**DATA FOR THIS EXERCISE:**
use crate::html::{BasicCleaner, HtmlCleaner};
use crate::model::{ConversionContext, Options};
use crate::pipeline::Markup;
use crate::pipeline::stage::Guarded;
use crate::properties::{InlineFormatter, PropertyProcessor};

/// A reusable conversion pipeline.
///
/// The converter itself holds no per-document state; every [`convert`](Self::convert)
/// call gets its own [`ConversionContext`], so one converter can serve many
/// threads at once.
pub struct Converter {
    cleaner: Box<dyn HtmlCleaner + Send + Sync>,
    properties: Box<dyn PropertyProcessor + Send + Sync>,
}

impl Default for Converter {
    fn default() -> Self {
        Converter {
            cleaner: Box::new(BasicCleaner),
            properties: Box::new(InlineFormatter),
        }
    }
}

impl Converter {
    pub fn new() -> Self {
        Self::default()
    }

    pub fn with_cleaner(mut self, cleaner: impl HtmlCleaner + Send + Sync + 'static) -> Self {
        self.cleaner = Box::new(cleaner);
        self
    }

    pub fn with_property_processor(
        mut self,
        processor: impl PropertyProcessor + Send + Sync + 'static,
    ) -> Self {
        self.properties = Box::new(processor);
        self
    }

    pub fn convert(&self, html: &str, options: &Options) -> String {
        let mut ctx = ConversionContext::new(&options.styles);

        let mut cleaned = Markup::<Guarded>::guard(html).clean(self.cleaner.as_ref());
        if options.wrap {
            cleaned = cleaned.wrap(&ctx);
        }
        let lists = cleaned.resolve_lists(&mut ctx);
        log::debug!("Resolved {} list block(s)", ctx.list_counter - 1);

        let xml = lists
            .expand_breaks(&ctx)
            .apply_properties(self.properties.as_ref())
            .trim_boundaries(&ctx)
            .normalize_whitespace()
            .unguard();

        log::debug!(
            "Converted {} bytes of HTML into {} bytes of WordprocessingML",
            html.len(),
            xml.len()
        );
        xml
    }
}
use std::sync::LazyLock;

use regex::Regex;

static NON_BREAKING_SPACE: LazyLock<Regex> = LazyLock::new(|| {
    Regex::new(r"(?i)&nbsp;|&#160;|&#xa0;").expect("invalid non-breaking space regex")
});

/// Two or more whitespace characters, or any single one that is not a plain space.
static WHITESPACE_RUN: LazyLock<Regex> =
    LazyLock::new(|| Regex::new(r"\s{2,}|[^\S ]").expect("invalid whitespace regex"));

const TEXT_OPEN: &str = "<w:t>";
const PRESERVED_TEXT_OPEN: &str = "<w:t xml:space='preserve'>";

pub(crate) fn normalize_whitespace(markup: &str) -> String {
    let markup = NON_BREAKING_SPACE.replace_all(markup, " ");
    let markup = markup.replace(TEXT_OPEN, PRESERVED_TEXT_OPEN);
    WHITESPACE_RUN.replace_all(&markup, " ").into_owned()
}
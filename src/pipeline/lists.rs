use crate::html::{Tag, TagKind, Token, Tokenizer};
use crate::model::ConversionContext;
use crate::wml;

enum Piece<'a> {
    /// Inline content of one item at the block's own level.
    Item(&'a str),
    /// A nested block, already resolved to paragraphs.
    Resolved(String),
    /// Anything the resolver could not match, copied through.
    Verbatim(&'a str),
}

/// Every `<ul>`, `<ol>` and `<li>` tag of the buffer, paired up in one pass.
struct Structure<'a> {
    tags: Vec<Tag<'a>>,
    /// Index of the tag closing each open tag, if it has one.
    partner: Vec<Option<usize>>,
}

impl<'a> Structure<'a> {
    fn scan(src: &'a str) -> Self {
        let tags: Vec<Tag<'a>> = Tokenizer::new(src)
            .filter_map(|token| match token {
                Token::Tag(tag) if tag.is_list() || tag.is("li") => Some(tag),
                _ => None,
            })
            .collect();
        let mut partner = vec![None; tags.len()];

        // Open lists, each with the items still open directly inside it.
        // The bottom frame holds items found outside any list.
        let mut lists: Vec<usize> = Vec::new();
        let mut items: Vec<Vec<usize>> = vec![Vec::new()];

        for (i, tag) in tags.iter().enumerate() {
            match (tag.kind, tag.is_list()) {
                (TagKind::Open, true) => {
                    lists.push(i);
                    items.push(Vec::new());
                }
                (TagKind::Close, true) => {
                    let Some(open) = lists.pop() else {
                        continue;
                    };
                    items.pop();
                    if tags[open].is(tag.name) {
                        partner[open] = Some(i);
                    }
                }
                (TagKind::Open, false) => {
                    if let Some(frame) = items.last_mut() {
                        frame.push(i);
                    }
                }
                (TagKind::Close, false) => {
                    if let Some(open) = items.last_mut().and_then(Vec::pop) {
                        partner[open] = Some(i);
                    }
                }
                (TagKind::SelfClosing, _) => {}
            }
        }

        Structure { tags, partner }
    }

    fn opens_list(&self, i: usize) -> bool {
        self.tags[i].kind == TagKind::Open && self.tags[i].is_list()
    }

    fn opens_item(&self, i: usize) -> bool {
        self.tags[i].kind == TagKind::Open && self.tags[i].is("li")
    }
}

pub(crate) fn resolve_lists(markup: &str, ctx: &mut ConversionContext) -> String {
    let markup = markup.replace('\n', " ");
    let structure = Structure::scan(&markup);
    let mut out = String::with_capacity(markup.len());
    let mut copied_to = 0;
    let mut i = 0;

    while i < structure.tags.len() {
        if !structure.opens_list(i) {
            i += 1;
            continue;
        }
        let open = structure.tags[i];
        let Some(close) = structure.partner[i] else {
            log::debug!("Unterminated <{}> at byte {} left in place", open.name, open.start);
            i += 1;
            continue;
        };
        out.push_str(&markup[copied_to..open.start]);
        out.push_str(&resolve_block(&markup, &structure, i, close, ctx));
        copied_to = structure.tags[close].end;
        i = close + 1;
    }

    out.push_str(&markup[copied_to..]);
    out
}

/// Turn the list block between tags `open` and `close` into paragraphs at
/// `ctx.list_level`. Nested blocks take their numbering id before this one.
fn resolve_block(
    src: &str,
    structure: &Structure,
    open: usize,
    close: usize,
    ctx: &mut ConversionContext,
) -> String {
    let tags = &structure.tags;
    let mut pieces = Vec::new();
    let mut pos = tags[open].end;
    let mut i = open + 1;

    while i < close {
        let tag = tags[i];
        let opens_list = structure.opens_list(i);
        if !opens_list && !structure.opens_item(i) {
            i += 1;
            continue;
        }
        push_gap(&mut pieces, &src[pos..tag.start]);
        let Some(end) = structure.partner[i] else {
            if !opens_list {
                log::debug!("Unterminated <li> at byte {} left in place", tag.start);
            }
            pieces.push(Piece::Verbatim(tag.raw));
            pos = tag.end;
            i += 1;
            continue;
        };
        if opens_list {
            pieces.push(Piece::Resolved(resolve_nested(src, structure, i, end, ctx)));
        } else {
            push_item(&mut pieces, src, structure, i, end, ctx);
        }
        pos = tags[end].end;
        i = end + 1;
    }
    push_gap(&mut pieces, &src[pos..tags[close].start]);

    let num_id = ctx.list_counter;
    let level = if ctx.list_level > wml::MAX_LIST_LEVEL {
        log::warn!(
            "List nested {} levels deep, rendering at level {}",
            ctx.list_level,
            wml::MAX_LIST_LEVEL
        );
        wml::MAX_LIST_LEVEL
    } else {
        ctx.list_level
    };

    let mut out = String::new();
    for piece in pieces {
        match piece {
            Piece::Item(text) => out.push_str(&wml::list_item(level, num_id, ctx.styles, text.trim())),
            Piece::Resolved(xml) => out.push_str(&xml),
            Piece::Verbatim(raw) => out.push_str(raw),
        }
    }
    ctx.list_counter += 1;

    // Blank line after a top-level list so following text is not glued to its last item.
    if ctx.list_level == 0 {
        out.push_str(&wml::close_and_open(ctx.styles));
    }
    out
}

fn resolve_nested(
    src: &str,
    structure: &Structure,
    open: usize,
    close: usize,
    ctx: &mut ConversionContext,
) -> String {
    ctx.list_level += 1;
    let xml = resolve_block(src, structure, open, close, ctx);
    ctx.list_level -= 1;
    xml
}

/// Split the content of the item between tags `open` and `close` around any
/// lists nested directly inside it.
fn push_item<'a>(
    pieces: &mut Vec<Piece<'a>>,
    src: &'a str,
    structure: &Structure,
    open: usize,
    close: usize,
    ctx: &mut ConversionContext,
) {
    let tags = &structure.tags;
    let content_end = tags[close].start;
    let mut pos = tags[open].end;
    let mut nested = false;
    let mut i = open + 1;

    while i < close {
        if !structure.opens_list(i) {
            i += 1;
            continue;
        }
        let Some(end) = structure.partner[i] else {
            break;
        };
        push_inline(pieces, &src[pos..tags[i].start]);
        pieces.push(Piece::Resolved(resolve_nested(src, structure, i, end, ctx)));
        nested = true;
        pos = tags[end].end;
        i = end + 1;
    }

    if nested {
        push_inline(pieces, &src[pos..content_end]);
    } else {
        pieces.push(Piece::Item(&src[tags[open].end..content_end]));
    }
}

/// Content before or after a nested list becomes its own item, unless it is blank.
fn push_inline<'a>(pieces: &mut Vec<Piece<'a>>, content: &'a str) {
    if !content.trim().is_empty() {
        pieces.push(Piece::Item(content));
    }
}

fn push_gap<'a>(pieces: &mut Vec<Piece<'a>>, gap: &'a str) {
    if !gap.trim().is_empty() {
        pieces.push(Piece::Verbatim(gap));
    }
}
mod common;

use common::Para;
use html_wml::{Options, convert_html};
use pretty_assertions::assert_eq;
use std::time::{Duration, Instant};

fn convert(html: &str) -> String {
    convert_html(html, &Options::default())
}

#[test]
fn nested_items_are_one_level_deeper() {
    let xml = convert("<ul><li>A<ol><li>A1</li><li>A2</li></ol></li><li>B</li></ul>");
    assert_eq!(
        common::paragraphs(&xml),
        vec![
            Para::item("A", 0, 2),
            Para::item("A1", 1, 1),
            Para::item("A2", 1, 1),
            Para::item("B", 0, 2),
            Para::plain(""),
        ]
    );
}

#[test]
fn every_block_gets_its_own_numbering_id() {
    let xml = convert(
        "<ul><li>a<ul><li>a1</li></ul></li><li>b<ul><li>b1</li></ul></li></ul>\
         <ol><li>c<ol><li>c1<ul><li>c2</li></ul></li></ol></li></ol>",
    );
    let mut ids = common::num_ids(&xml);
    ids.sort_unstable();
    ids.dedup();
    assert_eq!(ids, vec![1, 2, 3, 4, 5, 6]);

    assert_eq!(
        common::paragraphs(&xml)
            .into_iter()
            .filter(|p| p.numbering.is_some())
            .collect::<Vec<_>>(),
        vec![
            Para::item("a", 0, 3),
            Para::item("a1", 1, 1),
            Para::item("b", 0, 3),
            Para::item("b1", 1, 2),
            Para::item("c", 0, 6),
            Para::item("c1", 1, 5),
            Para::item("c2", 2, 4),
        ]
    );
}

#[test]
fn each_top_level_list_is_followed_by_one_separator() {
    let xml = convert("<ul><li>a</li></ul><ol><li>b</li></ol>");
    assert_eq!(
        common::paragraphs(&xml),
        vec![
            Para::item("a", 0, 1),
            Para::plain(""),
            Para::item("b", 0, 2),
            Para::plain(""),
        ]
    );
}

#[test]
fn nested_lists_add_no_separator() {
    let xml = convert("<ul><li>a<ul><li>b</li></ul></li><li>c</li></ul>");
    let plain = common::paragraphs(&xml)
        .into_iter()
        .filter(|p| p.numbering.is_none())
        .count();
    assert_eq!(plain, 1);
}

#[test]
fn item_text_is_trimmed() {
    let xml = convert("<ul>\n  <li>\n    spaced out\n  </li>\n</ul>");
    assert_eq!(
        common::paragraphs(&xml),
        vec![Para::item("spaced out", 0, 1), Para::plain("")]
    );
}

#[test]
fn text_following_a_nested_list_stays_at_the_parent_level() {
    let xml = convert("<ol><li>before<ul><li>inner</li></ul>after</li></ol>");
    assert_eq!(
        common::paragraphs(&xml),
        vec![
            Para::item("before", 0, 2),
            Para::item("inner", 1, 1),
            Para::item("after", 0, 2),
            Para::plain(""),
        ]
    );
}

#[test]
fn list_nested_without_an_item() {
    let xml = convert("<ul><li>a</li><ul><li>b</li></ul><li>c</li></ul>");
    assert_eq!(
        common::paragraphs(&xml),
        vec![
            Para::item("a", 0, 2),
            Para::item("b", 1, 1),
            Para::item("c", 0, 2),
            Para::plain(""),
        ]
    );
}

#[test]
fn empty_items_still_produce_paragraphs() {
    let xml = convert("<ul><li></li><li>x</li></ul>");
    assert_eq!(
        common::paragraphs(&xml),
        vec![Para::item("", 0, 1), Para::item("x", 0, 1), Para::plain("")]
    );
}

#[test]
fn breaks_inside_items_split_the_item() {
    let xml = convert("<ul><li>line one<br>line two</li></ul>");
    assert_eq!(
        common::paragraphs(&xml),
        vec![
            Para::item("line one", 0, 1),
            Para::plain("line two"),
            Para::plain(""),
        ]
    );
}

#[test]
fn deep_nesting_is_clamped_to_level_eight() {
    let _ = env_logger::try_init();
    let html = format!("{}deep{}", "<ol><li>".repeat(12), "</li></ol>".repeat(12));
    let paras = common::paragraphs(&convert(&html));
    assert_eq!(paras[0], Para::item("deep", 8, 1));
}

#[test]
fn numbering_restarts_for_each_conversion() {
    let options = Options::default();
    let first = convert_html("<ul><li>a</li></ul>", &options);
    let second = convert_html("<ul><li>a</li></ul>", &options);
    assert_eq!(first, second);
    assert_eq!(common::num_ids(&second), vec![1]);
}

#[test]
fn unterminated_lists_are_resolved_in_linear_time() {
    let _ = env_logger::try_init();
    let html = "<ul>x".repeat(50_000);
    let t0 = Instant::now();
    let xml = convert(&html);
    let elapsed = t0.elapsed();
    assert!(!xml.contains("ListParagraph"));
    assert!(elapsed < Duration::from_secs(2), "took {elapsed:?}");
}

#[test]
fn unterminated_items_are_resolved_in_linear_time() {
    let html = format!("<ol>{}<li>done</li></ol>", "<li>x".repeat(50_000));
    let t0 = Instant::now();
    let xml = convert(&html);
    let elapsed = t0.elapsed();
    assert!(elapsed < Duration::from_secs(2), "took {elapsed:?}");
    assert_eq!(common::num_ids(&xml), vec![1]);
}
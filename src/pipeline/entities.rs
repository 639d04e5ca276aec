use std::sync::LazyLock;

use regex::{Captures, Regex};

// Private-use characters: nothing later stages scan for or collapse.
const LT_PLACEHOLDER: &str = "\u{E000}lt\u{E001}";
const GT_PLACEHOLDER: &str = "\u{E000}gt\u{E001}";

static ANGLE_ENTITY: LazyLock<Regex> = LazyLock::new(|| {
    Regex::new(r"(?i)&(?:amp;)?(lt|gt);").expect("invalid angle bracket entity regex")
});

pub(crate) fn guard(input: &str) -> String {
    ANGLE_ENTITY
        .replace_all(input, |caps: &Captures| {
            if caps[1].eq_ignore_ascii_case("lt") {
                LT_PLACEHOLDER
            } else {
                GT_PLACEHOLDER
            }
        })
        .into_owned()
}

pub(crate) fn unguard(input: &str) -> String {
    input
        .replace(LT_PLACEHOLDER, "&lt;")
        .replace(GT_PLACEHOLDER, "&gt;")
}
use crate::model::Styles;
use crate::wml;

const TEXT_OPEN: &str = "<w:t>";

pub(crate) fn trim_boundaries(markup: &str, styles: &Styles) -> String {
    // Only the openers the pipeline itself writes count as vacuous.
    let mut openers = vec![wml::OPEN_PARAGRAPH.to_owned()];
    let styled = wml::open_styled_paragraph(styles);
    if styled != wml::OPEN_PARAGRAPH {
        openers.push(styled);
    }
    // <w:p>…<w:t></w:t></w:r></w:p>
    let leading: Vec<String> = openers
        .iter()
        .map(|open| format!("{open}{}", wml::CLOSE_PARAGRAPH))
        .collect();
    // <w:t></w:t></w:r></w:p><w:p>…<w:t>, an empty text closed only to reopen
    let trailing: Vec<String> = openers
        .iter()
        .map(|open| format!("{TEXT_OPEN}{}{open}", wml::CLOSE_PARAGRAPH))
        .collect();

    let mut out = markup.to_owned();
    loop {
        let before = out.len();
        while let Some(prefix) = leading.iter().find(|p| out.starts_with(p.as_str())) {
            out.drain(..prefix.len());
        }
        while let Some(suffix) = trailing.iter().find(|s| out.ends_with(s.as_str())) {
            out.truncate(out.len() - suffix.len());
            out.push_str(TEXT_OPEN);
        }
        if out.len() == before {
            return out;
        }
    }
}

**WHAT THE TASK REQUIRES:**
State how many lines in the material above hold the word "model". Add nothing else.

**TASK RESPONSE:**
3